Among the various conditions that threaten seniors' independence, Alzheimer's disease is top of the list. This disease afflicts more than five million people aged 65+, and that rate continues to grow. So, it’s no surprise that medical alert systems have developed features to ensure the safety of elderly people suffering from this illness.
As a senior, falling is a very serious matter that can result in severe bone fractures or even death. Cases get worse if it takes hours for help to arrive – something usual for seniors who spend many hours alone. Some medical alert systems, like Medical Guardian, come with a fall detector that senses when the user falls and connects the device to the care center automatically. The care agents will call for the person and if they don’t get a response, they’ll call for help right away.
While getting a fall detector is a good idea for any person of a certain age, it becomes even more critical for seniors who have Alzheimer's. The condition by itself already impacts the patient's balance. However, since it also affects senior's hearing capabilities and sight, so the frequency of falls increases tremendously, and a fall detector can literally be a lifesaver.
Stories about Alzheimer's patients wandering off and getting lost are, unfortunately, very common. Furthermore, since people suffering from this condition can experience hallucinations and delusions, it may become a terrifying experience for them. Even if that doesn't happen, the senior may forget their address or emergency contact. Medical alert systems like Bay Alarm Medical offer a device that has a built-in GPS, enabling care agents and family alike to know the users' whereabouts at all times. Although it may sound like a privacy breach, it's better than having the senior hurting others or themselves.
Help With Mental Health
Communication with an Alzheimer's patient is difficult, especially when the person is not trained to do so. Furthermore, it may take a heavy toll on the patient's family, especially if it gets to the stage where the senior may not recognize them. Some companies offer non-urgent calls providing seniors with someone to talk to when they’re feeling blue, anxious, or suicidal. Since another effect of this condition is depression, having a professional team of care agents available to talk 24/7 improves life quality substantially.
Senior Activity Monitoring
The first condition that comes to mind when we think about Alzheimer's is memory loss, and for a good reason: it's the disease's most prominent symptom.

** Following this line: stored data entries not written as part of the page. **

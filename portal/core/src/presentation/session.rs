// Copyright (c) 2026 Accord Digital
// SPDX-License-Identifier: AGPL-3.0
//! Identity and session plumbing applied to every portal route.
//!
//! Authentication itself happens upstream (an external identity-provider
//! integration fronts this service); by the time a request arrives here the
//! authenticated subject is carried in a trusted header. This layer:
//!
//! 1. rejects requests with no authenticated subject,
//! 2. binds (or mints) the session cookie and builds the per-request
//!    [`SessionManager`] handle,
//! 3. refreshes the cached user-data claims from the facade when the session
//!    has none, redirecting subjects without a portal account to the external
//!    account-creation URL,
//! 4. exposes [`Principal`] and the session handle to handlers through request
//!    extensions.

use std::sync::Arc;

use axum::extract::{Request, State};
use axum::http::header::{COOKIE, SET_COOKIE};
use axum::http::{HeaderMap, HeaderValue, StatusCode};
use axum::middleware::Next;
use axum::response::{IntoResponse, Json, Redirect, Response};
use tracing::{debug, warn};
use uuid::Uuid;

use crate::application::session_manager::{JourneySessions, SessionManager, JOURNEY_SESSION_KEY};
use crate::presentation::error::{AppError, ErrorResponse};
use crate::presentation::AppState;

/// Header the upstream authentication proxy sets to the verified subject.
pub const AUTH_SUBJECT_HEADER: &str = "x-authenticated-user";

/// The authenticated subject for the current request.
#[derive(Debug, Clone)]
pub struct Principal {
    pub email: String,
}

/// Parse the session id out of the request's cookie header, if present.
pub fn session_id_from_cookies(headers: &HeaderMap, cookie_name: &str) -> Option<Uuid> {
    let raw = headers.get(COOKIE)?.to_str().ok()?;
    raw.split(';').find_map(|pair| {
        let (name, value) = pair.trim().split_once('=')?;
        if name == cookie_name {
            Uuid::parse_str(value.trim()).ok()
        } else {
            None
        }
    })
}

fn session_cookie(cookie_name: &str, session_id: Uuid) -> Option<HeaderValue> {
    HeaderValue::from_str(&format!(
        "{cookie_name}={session_id}; Path=/; HttpOnly; SameSite=Lax"
    ))
    .ok()
}

/// Middleware wrapping every portal route (not the health endpoint).
pub async fn identity_and_session(
    State(state): State<Arc<AppState>>,
    mut request: Request,
    next: Next,
) -> Response {
    let Some(subject) = request
        .headers()
        .get(AUTH_SUBJECT_HEADER)
        .and_then(|value| value.to_str().ok())
        .map(str::to_string)
    else {
        warn!("request without authenticated subject header");
        return (
            StatusCode::UNAUTHORIZED,
            Json(ErrorResponse {
                code: "unauthenticated",
                message: "Sign in to use this service",
            }),
        )
            .into_response();
    };

    let cookie_name = &state.config.session.cookie_name;
    let existing_id = session_id_from_cookies(request.headers(), cookie_name);
    let session_id = existing_id.unwrap_or_else(Uuid::new_v4);
    let minted = existing_id.is_none();

    let sessions: Arc<JourneySessions> = Arc::new(SessionManager::new(
        state.store.clone(),
        session_id,
        JOURNEY_SESSION_KEY,
        state.config.session.idle_timeout(),
    ));

    // Refresh the cached identity claims when the session carries none.
    let response = match ensure_user_data(&state, &sessions, &subject).await {
        Ok(true) => {
            request.extensions_mut().insert(Principal { email: subject });
            request.extensions_mut().insert(sessions);
            next.run(request).await
        }
        Ok(false) => {
            debug!(subject = %subject, "subject has no portal account, redirecting");
            Redirect::to(&state.config.urls.account_creation).into_response()
        }
        Err(err) => AppError::from(err).into_response(),
    };

    attach_cookie(response, minted, cookie_name, session_id)
}

/// Returns whether the session now carries user-data claims.
async fn ensure_user_data(
    state: &AppState,
    sessions: &JourneySessions,
    subject: &str,
) -> anyhow::Result<bool> {
    let session = sessions.get_session().await?;
    if session.as_ref().is_some_and(|s| s.user_data.is_some()) {
        return Ok(true);
    }

    match state.accounts.resolve_user_data(subject).await? {
        Some((user_data, is_compliance_scheme)) => {
            sessions
                .update_session(|s| {
                    s.user_data = Some(user_data.clone());
                    s.is_compliance_scheme = is_compliance_scheme;
                })
                .await?;
            Ok(true)
        }
        None => Ok(false),
    }
}

fn attach_cookie(
    mut response: Response,
    minted: bool,
    cookie_name: &str,
    session_id: Uuid,
) -> Response {
    if minted {
        if let Some(value) = session_cookie(cookie_name, session_id) {
            response.headers_mut().append(SET_COOKIE, value);
        }
    }
    response
}
// Copyright (c) 2026 Accord Digital
// SPDX-License-Identifier: AGPL-3.0

pub mod companies_house;
pub mod health;
pub mod manage_account;
pub mod manage_permissions;
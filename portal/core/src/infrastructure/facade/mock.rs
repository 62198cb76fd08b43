// Copyright (c) 2026 Accord Digital
// SPDX-License-Identifier: AGPL-3.0
//! Canned in-memory facade used for local development (and router tests).
//! Selected by the `use_mock_facade` feature flag.

use async_trait::async_trait;
use tokio::sync::RwLock;
use tracing::info;
use uuid::Uuid;

use crate::domain::permission::{
    Enrolment, EnrolmentStatus, PermissionType, PersonRole, APPROVED_PERSON_ROLE,
};
use crate::infrastructure::facade::types::{
    CompaniesHouseCompany, InvitationRequest, NominationRequest, OrganisationNameUpdate,
    RegisteredOffice, TeamMember, UserAccount, UserOrganisation,
};
use crate::infrastructure::facade::{FacadeError, FacadeService};

/// Company number the mock treats as unregistered.
pub const UNKNOWN_COMPANY_NUMBER: &str = "00000000";

pub struct MockFacadeService {
    organisation_id: Uuid,
    person_id: Uuid,
    team: RwLock<Vec<TeamMember>>,
}

impl MockFacadeService {
    pub fn new() -> Self {
        let person_id = Uuid::new_v4();
        Self {
            organisation_id: Uuid::new_v4(),
            person_id,
            team: RwLock::new(vec![
                TeamMember {
                    person_id: Uuid::new_v4(),
                    first_name: "Ashley".to_string(),
                    last_name: "Nguyen".to_string(),
                    email: "ashley.nguyen@example.com".to_string(),
                    permission: Some(PermissionType::Admin),
                },
                TeamMember {
                    person_id: Uuid::new_v4(),
                    first_name: "Priya".to_string(),
                    last_name: "Shah".to_string(),
                    email: "priya.shah@example.com".to_string(),
                    permission: Some(PermissionType::Basic),
                },
            ]),
        }
    }

    pub fn organisation_id(&self) -> Uuid {
        self.organisation_id
    }
}

impl Default for MockFacadeService {
    fn default() -> Self {
        Self::new()
    }
}

#[async_trait]
impl FacadeService for MockFacadeService {
    async fn get_user_account(
        &self,
        subject_email: &str,
    ) -> Result<Option<UserAccount>, FacadeError> {
        // Any authenticated subject gets an approved-person account against the
        // single mock organisation.
        Ok(Some(UserAccount {
            id: Uuid::new_v4(),
            first_name: "Sam".to_string(),
            last_name: "Porter".to_string(),
            email: subject_email.to_string(),
            organisations: vec![UserOrganisation {
                id: self.organisation_id,
                name: "Accord Recycling Ltd".to_string(),
                person_id: self.person_id,
                person_role: PersonRole::Admin,
                is_compliance_scheme: false,
                enrolments: vec![Enrolment {
                    service_role_key: APPROVED_PERSON_ROLE.to_string(),
                    status: EnrolmentStatus::Enrolled,
                }],
            }],
        }))
    }

    async fn get_team_members(
        &self,
        _organisation_id: Uuid,
    ) -> Result<Vec<TeamMember>, FacadeError> {
        Ok(self.team.read().await.clone())
    }

    async fn send_invitation(
        &self,
        organisation_id: Uuid,
        request: &InvitationRequest,
    ) -> Result<(), FacadeError> {
        info!(%organisation_id, email = %request.invited_user_email, "mock facade: invitation sent");
        let mut team = self.team.write().await;
        team.push(TeamMember {
            person_id: Uuid::new_v4(),
            first_name: "Invited".to_string(),
            last_name: "User".to_string(),
            email: request.invited_user_email.clone(),
            permission: None,
        });
        Ok(())
    }

    async fn remove_team_member(
        &self,
        organisation_id: Uuid,
        person_id: Uuid,
    ) -> Result<(), FacadeError> {
        info!(%organisation_id, %person_id, "mock facade: team member removed");
        self.team.write().await.retain(|m| m.person_id != person_id);
        Ok(())
    }

    async fn update_permission_level(
        &self,
        organisation_id: Uuid,
        person_id: Uuid,
        permission: PermissionType,
    ) -> Result<(), FacadeError> {
        info!(%organisation_id, %person_id, %permission, "mock facade: permission updated");
        let mut team = self.team.write().await;
        if let Some(member) = team.iter_mut().find(|m| m.person_id == person_id) {
            member.permission = Some(permission);
        }
        Ok(())
    }

    async fn nominate_delegated_person(
        &self,
        organisation_id: Uuid,
        person_id: Uuid,
        request: &NominationRequest,
    ) -> Result<(), FacadeError> {
        info!(
            %organisation_id,
            %person_id,
            nominee = %request.nominee_full_name,
            "mock facade: delegated person nominated"
        );
        let mut team = self.team.write().await;
        if let Some(member) = team.iter_mut().find(|m| m.person_id == person_id) {
            member.permission = Some(PermissionType::Delegated);
        }
        Ok(())
    }

    async fn lookup_company(
        &self,
        company_number: &str,
    ) -> Result<Option<CompaniesHouseCompany>, FacadeError> {
        if company_number == UNKNOWN_COMPANY_NUMBER {
            return Ok(None);
        }
        Ok(Some(CompaniesHouseCompany {
            name: format!("MOCK COMPANY {company_number} LIMITED"),
            company_number: company_number.to_string(),
            registered_office: RegisteredOffice {
                street: Some("1 Paper Mill Lane".to_string()),
                town: Some("Leeds".to_string()),
                postcode: Some("LS1 4AB".to_string()),
            },
        }))
    }

    async fn update_organisation_name(
        &self,
        organisation_id: Uuid,
        update: &OrganisationNameUpdate,
    ) -> Result<(), FacadeError> {
        info!(%organisation_id, name = %update.name, "mock facade: organisation renamed");
        Ok(())
    }
}
// Copyright (c) 2026 Accord Digital
// SPDX-License-Identifier: AGPL-3.0
//! Identity-layer behavior for subjects the facade does not know about.

use std::sync::Arc;

use async_trait::async_trait;
use axum::body::Body;
use axum::http::header::LOCATION;
use axum::http::{Request, StatusCode};
use tower::ServiceExt;
use uuid::Uuid;

use portal_core::domain::permission::PermissionType;
use portal_core::infrastructure::config::PortalConfig;
use portal_core::infrastructure::facade::types::{
    CompaniesHouseCompany, InvitationRequest, NominationRequest, OrganisationNameUpdate,
    TeamMember, UserAccount,
};
use portal_core::infrastructure::facade::{FacadeError, FacadeService};
use portal_core::infrastructure::session_store::InMemorySessionStore;
use portal_core::presentation::{app, AppState};

/// Facade double that has never heard of anyone.
struct NoAccountFacade;

#[async_trait]
impl FacadeService for NoAccountFacade {
    async fn get_user_account(&self, _: &str) -> Result<Option<UserAccount>, FacadeError> {
        Ok(None)
    }

    async fn get_team_members(&self, _: Uuid) -> Result<Vec<TeamMember>, FacadeError> {
        Ok(Vec::new())
    }

    async fn send_invitation(&self, _: Uuid, _: &InvitationRequest) -> Result<(), FacadeError> {
        Ok(())
    }

    async fn remove_team_member(&self, _: Uuid, _: Uuid) -> Result<(), FacadeError> {
        Ok(())
    }

    async fn update_permission_level(
        &self,
        _: Uuid,
        _: Uuid,
        _: PermissionType,
    ) -> Result<(), FacadeError> {
        Ok(())
    }

    async fn nominate_delegated_person(
        &self,
        _: Uuid,
        _: Uuid,
        _: &NominationRequest,
    ) -> Result<(), FacadeError> {
        Ok(())
    }

    async fn lookup_company(&self, _: &str) -> Result<Option<CompaniesHouseCompany>, FacadeError> {
        Ok(None)
    }

    async fn update_organisation_name(
        &self,
        _: Uuid,
        _: &OrganisationNameUpdate,
    ) -> Result<(), FacadeError> {
        Ok(())
    }
}

#[tokio::test]
async fn unknown_subject_is_sent_to_account_creation() {
    let config = PortalConfig::local();
    let account_creation = config.urls.account_creation.clone();
    let state = AppState::with_parts(
        Arc::new(InMemorySessionStore::new()),
        Arc::new(NoAccountFacade),
        config,
    );
    let router = app(state);

    let response = router
        .oneshot(
            Request::get("/manage-account/manage")
                .header("x-authenticated-user", "nobody@example.com")
                .body(Body::empty())
                .unwrap(),
        )
        .await
        .unwrap();

    assert_eq!(response.status(), StatusCode::SEE_OTHER);
    assert_eq!(
        response.headers().get(LOCATION).unwrap().to_str().unwrap(),
        account_creation
    );
}
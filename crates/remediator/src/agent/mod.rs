//! SRE Agent Module
//!
//! The reasoning loop, its tools, and the safety layer between a model's
//! decision and a restart on the cluster.

pub mod conversation;
pub mod decision;
pub mod executor;
pub mod plan;
pub mod provider;
pub mod result;
pub mod runtime;
pub mod safety;
pub mod session;
pub mod templates;
pub mod tools;

pub use conversation::{ConversationEntry, ConversationState, Role, ToolCall};
pub use decision::{Decision, DecisionMaker, MockDecisionMaker};
pub use executor::{ExecutionRequest, ExecutionResult, ExecutionStatus, RemediationExecutor};
pub use plan::{PlanStatus, RemediationPlan};
pub use provider::{create_decision_maker, RigDecisionMaker};
pub use result::{TurnEvent, TurnOutcome, TurnReport};
pub use runtime::AgentRuntime;
pub use safety::{ActionCatalog, ActionKind, RiskLevel, CONFIRM_TOKEN};
pub use session::{Orchestrator, SessionStore};
pub use tools::{Tool, ToolContext, ToolEffect, ToolResult, ToolSet, ToolSpec};
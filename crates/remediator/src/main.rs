use anyhow::Context;
use chrono::Utc;
use clap::{Parser, Subcommand};
use sre_remediator::{
    agent::{ActionCatalog, Orchestrator, RemediationPlan, TurnEvent},
    config::Config,
    knowledge::{
        render_matches, resolve,
        rules::{self, RuleFile},
        KnowledgeBase,
    },
};
use std::io::Write;
use tokio::io::{AsyncBufReadExt, BufReader};
use tracing::info;
use tracing_subscriber::EnvFilter;

const PREVIEW_CHARS: usize = 200;

#[derive(Parser)]
#[command(name = "sre-agent", version, about = "On-call SRE agent for the big-data cluster")]
struct Cli {
    /// Log level used when RUST_LOG is not set
    #[arg(long, default_value = "info")]
    log_level: String,

    #[command(subcommand)]
    command: Option<Commands>,
}

#[derive(Subcommand)]
enum Commands {
    /// Interactive chat with the agent (default)
    Chat,
    /// Look up runbook entries for an alert name or keyword
    Lookup { keyword: String },
    /// Print a dry-run remediation plan
    Plan {
        #[arg(long)]
        action: String,
        #[arg(long)]
        reason: String,
        #[arg(long)]
        component: String,
    },
    /// Check that alert rules and runbook entries cover each other
    CheckCoverage,
}

fn init_tracing(level: &str) {
    let filter = EnvFilter::try_from_default_env().unwrap_or_else(|_| EnvFilter::new(level));
    tracing_subscriber::fmt().with_env_filter(filter).init();
}

fn load_knowledge(config: &Config) -> anyhow::Result<KnowledgeBase> {
    let path = &config.knowledge.runbook_path;
    KnowledgeBase::load(path).with_context(|| format!("loading runbooks from {}", path.display()))
}

fn preview(text: &str) -> String {
    if text.chars().count() > PREVIEW_CHARS {
        format!("{}...", text.chars().take(PREVIEW_CHARS).collect::<String>())
    } else {
        text.to_string()
    }
}

fn print_event(event: &TurnEvent) {
    match event {
        TurnEvent::Decided { thought, calls } => {
            if !thought.is_empty() {
                println!("{}", thought);
            }
            for call in calls {
                println!("\n[Step: Decided to Call Tool]");
                println!("  --> Tool: {}", call.name);
                println!("  --> Args: {}", call.arguments);
            }
        }
        TurnEvent::ToolOutput { output, .. } => {
            println!("\n[Step: Tool Output]");
            println!("{}", preview(output));
        }
        TurnEvent::FinalAnswer(answer) => {
            println!("\n[Step: Final Answer]");
            println!("{}", answer);
        }
    }
}

async fn chat(config: &Config) -> anyhow::Result<()> {
    let orchestrator = Orchestrator::from_config(config).await?;
    let session_id = uuid::Uuid::new_v4().to_string();
    info!(session = %session_id, max_steps = orchestrator.runtime().max_steps(), "SRE agent ready");

    println!("SRE agent ready. Type 'quit' or 'exit' to leave, 'reset' to start over.");
    let mut lines = BufReader::new(tokio::io::stdin()).lines();

    loop {
        print!("\nYou: ");
        std::io::stdout().flush()?;

        let Some(line) = lines.next_line().await? else {
            break;
        };
        let input = line.trim();
        match input.to_lowercase().as_str() {
            "" => continue,
            "quit" | "exit" => break,
            "reset" => {
                orchestrator.reset(&session_id).await;
                println!("Session cleared.");
                continue;
            }
            _ => {}
        }

        orchestrator
            .handle_observed(&session_id, input, &mut |event: &TurnEvent| print_event(event))
            .await;
    }

    println!("Goodbye.");
    Ok(())
}

fn check_coverage(config: &Config) -> anyhow::Result<bool> {
    let kb = load_knowledge(config)?;
    let path = &config.knowledge.alert_rules_path;
    let rule_file =
        RuleFile::load(path).with_context(|| format!("loading alert rules from {}", path.display()))?;
    rule_file.validate()?;

    let report = rules::coverage(&rule_file, &kb);
    for alert in &report.missing_runbooks {
        println!("Alert without runbook entry: {}", alert);
    }
    for key in &report.orphaned_runbooks {
        println!("Runbook entry without alert rule: {}", key);
    }

    if report.is_complete() {
        println!(
            "Coverage complete: {} alert rules, {} runbook entries.",
            rule_file.alert_names().len(),
            kb.len()
        );
    }
    Ok(report.is_complete())
}

#[tokio::main]
async fn main() -> anyhow::Result<()> {
    let cli = Cli::parse();
    init_tracing(&cli.log_level);

    let config = Config::load()?;

    match cli.command.unwrap_or(Commands::Chat) {
        Commands::Chat => chat(&config).await?,
        Commands::Lookup { keyword } => {
            let kb = load_knowledge(&config)?;
            println!("{}", render_matches(&keyword, &resolve(&keyword, &kb)));
        }
        Commands::Plan {
            action,
            reason,
            component,
        } => {
            let kb = load_knowledge(&config)?;
            let catalog = ActionCatalog::from_knowledge(&kb);
            let plan = RemediationPlan::new(action, reason, component, &catalog);
            println!("{}", plan.render(Utc::now()));
        }
        Commands::CheckCoverage => {
            if !check_coverage(&config)? {
                std::process::exit(1);
            }
        }
    }

    Ok(())
}
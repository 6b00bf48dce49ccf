//! Runbook knowledge base: alert/scenario key to diagnosis steps and the
//! remediation actions an operator may approve for it.

pub mod resolver;
pub mod rules;

use serde::{Deserialize, Serialize};
use std::collections::{BTreeMap, BTreeSet};
use std::path::{Path, PathBuf};
use thiserror::Error;
use tracing::{debug, info};

pub use resolver::{normalize, render_matches, resolve};

#[derive(Debug, Error)]
pub enum KnowledgeError {
    #[error("knowledge base not found at {0}")]
    Missing(PathBuf),
    #[error("failed to read {path}: {source}")]
    Read {
        path: PathBuf,
        #[source]
        source: std::io::Error,
    },
    #[error("malformed knowledge base: {0}")]
    Malformed(#[from] serde_yaml::Error),
    #[error("knowledge base contains no entries")]
    Empty,
    #[error("knowledge base contains an entry with an empty key")]
    EmptyKey,
    #[error("entry '{key}' has an empty '{field}'")]
    EmptyField { key: String, field: &'static str },
    #[error("alert rule '{alert}' is invalid: {reason}")]
    InvalidRule { alert: String, reason: String },
}

#[derive(Debug, Clone, Serialize, Deserialize, PartialEq, Eq)]
pub struct RunbookEntry {
    /// Populated from the mapping key at load time.
    #[serde(skip)]
    pub key: String,
    pub symptom: String,
    #[serde(default, skip_serializing_if = "Option::is_none")]
    pub component: Option<String>,
    pub diagnosis_steps: Vec<String>,
    pub remediation_actions: Vec<String>,
}

impl RunbookEntry {
    fn validate(&self) -> Result<(), KnowledgeError> {
        let empty = |field: &'static str| KnowledgeError::EmptyField {
            key: self.key.clone(),
            field,
        };

        if self.symptom.trim().is_empty() {
            return Err(empty("symptom"));
        }
        if self.diagnosis_steps.is_empty() || self.diagnosis_steps.iter().any(|s| s.trim().is_empty()) {
            return Err(empty("diagnosis_steps"));
        }
        if self.remediation_actions.is_empty()
            || self.remediation_actions.iter().any(|a| a.trim().is_empty())
        {
            return Err(empty("remediation_actions"));
        }
        Ok(())
    }
}

/// Immutable for the life of the process; shared read-only across sessions.
#[derive(Debug, Clone, Default)]
pub struct KnowledgeBase {
    entries: BTreeMap<String, RunbookEntry>,
}

impl KnowledgeBase {
    pub fn load(path: impl AsRef<Path>) -> Result<Self, KnowledgeError> {
        let path = path.as_ref();
        if !path.exists() {
            return Err(KnowledgeError::Missing(path.to_path_buf()));
        }

        let content = std::fs::read_to_string(path).map_err(|source| KnowledgeError::Read {
            path: path.to_path_buf(),
            source,
        })?;

        let kb = Self::from_yaml_str(&content)?;
        info!(path = %path.display(), entries = kb.len(), "Loaded runbook knowledge base");
        Ok(kb)
    }

    pub fn from_yaml_str(content: &str) -> Result<Self, KnowledgeError> {
        let raw: Option<BTreeMap<String, RunbookEntry>> = serde_yaml::from_str(content)?;
        let raw = raw.unwrap_or_default();
        if raw.is_empty() {
            return Err(KnowledgeError::Empty);
        }

        let mut entries = BTreeMap::new();
        for (key, mut entry) in raw {
            if key.trim().is_empty() {
                return Err(KnowledgeError::EmptyKey);
            }
            entry.key = key.clone();
            entry.validate()?;
            debug!(key = %key, actions = ?entry.remediation_actions, "Runbook entry");
            entries.insert(key, entry);
        }

        Ok(Self { entries })
    }

    pub fn get(&self, key: &str) -> Option<&RunbookEntry> {
        self.entries.get(key)
    }

    /// Entries in key order.
    pub fn iter(&self) -> impl Iterator<Item = &RunbookEntry> {
        self.entries.values()
    }

    pub fn keys(&self) -> impl Iterator<Item = &str> {
        self.entries.keys().map(String::as_str)
    }

    pub fn len(&self) -> usize {
        self.entries.len()
    }

    pub fn is_empty(&self) -> bool {
        self.entries.is_empty()
    }

    /// Union of every entry's allowed actions.
    pub fn all_actions(&self) -> BTreeSet<&str> {
        self.entries
            .values()
            .flat_map(|e| e.remediation_actions.iter().map(String::as_str))
            .collect()
    }
}

#[cfg(test)]
mod tests {
    use super::*;
    use std::io::Write;

    const SAMPLE: &str = r#"
KafkaBrokerDown:
  symptom: "Kafka broker is unreachable."
  component: kafka
  diagnosis_steps:
    - "Check the broker container."
  remediation_actions:
    - restart_container
NodeCPUHigh:
  symptom: "Host CPU is saturated."
  diagnosis_steps:
    - "Query node CPU."
  remediation_actions:
    - restart_container
    - scale_up
"#;

    #[test]
    fn test_from_yaml_str_sets_keys() {
        let kb = KnowledgeBase::from_yaml_str(SAMPLE).unwrap();
        assert_eq!(kb.len(), 2);

        let entry = kb.get("KafkaBrokerDown").unwrap();
        assert_eq!(entry.key, "KafkaBrokerDown");
        assert_eq!(entry.component.as_deref(), Some("kafka"));
        assert_eq!(kb.all_actions().into_iter().collect::<Vec<_>>(), vec!["restart_container", "scale_up"]);
    }

    #[test]
    fn test_load_missing_file() {
        let err = KnowledgeBase::load("/definitely/not/here/runbooks.yaml").unwrap_err();
        assert!(matches!(err, KnowledgeError::Missing(_)));
    }

    #[test]
    fn test_load_from_file() {
        let mut file = tempfile::NamedTempFile::new().unwrap();
        file.write_all(SAMPLE.as_bytes()).unwrap();

        let kb = KnowledgeBase::load(file.path()).unwrap();
        assert!(kb.get("NodeCPUHigh").is_some());
    }

    #[test]
    fn test_malformed_and_empty_stores_rejected() {
        assert!(matches!(
            KnowledgeBase::from_yaml_str("KafkaBrokerDown: [not, a, mapping"),
            Err(KnowledgeError::Malformed(_))
        ));
        assert!(matches!(KnowledgeBase::from_yaml_str(""), Err(KnowledgeError::Empty)));
    }

    #[test]
    fn test_empty_fields_rejected() {
        let yaml = r#"
KafkaBrokerDown:
  symptom: "Kafka broker is unreachable."
  diagnosis_steps: []
  remediation_actions: [restart_container]
"#;
        match KnowledgeBase::from_yaml_str(yaml) {
            Err(KnowledgeError::EmptyField { key, field }) => {
                assert_eq!(key, "KafkaBrokerDown");
                assert_eq!(field, "diagnosis_steps");
            }
            other => panic!("unexpected result: {:?}", other),
        }

        let yaml = r#"
"":
  symptom: "x"
  diagnosis_steps: ["y"]
  remediation_actions: [restart_container]
"#;
        assert!(matches!(KnowledgeBase::from_yaml_str(yaml), Err(KnowledgeError::EmptyKey)));
    }
}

People who have Alzheimer's may have times that they forget their home address, name, or even their loved ones. Of course, this also means they regularly forget about daily activities such as eating or taking their medication on time.
Activity trackers log the users' actions without violating their privacy. Among these types of devices, it's possible to find smartwatches that count the wearer's steps, medication dispensers, and safety sensors that form a picture of the senior's activity based on how they interact with a particular object such as a refrigerator. By using this type of equipment, caregivers can understand if the senior is doing everything as they should, like eating meals or taking the right amount of medication.
Having a family member with Alzheimer's is not easy. There's a need for constant care and tracking. Fortunately, medical alert systems can improve the patient's well-being and help the family to feel at ease while knowing that their loved one is in good hands.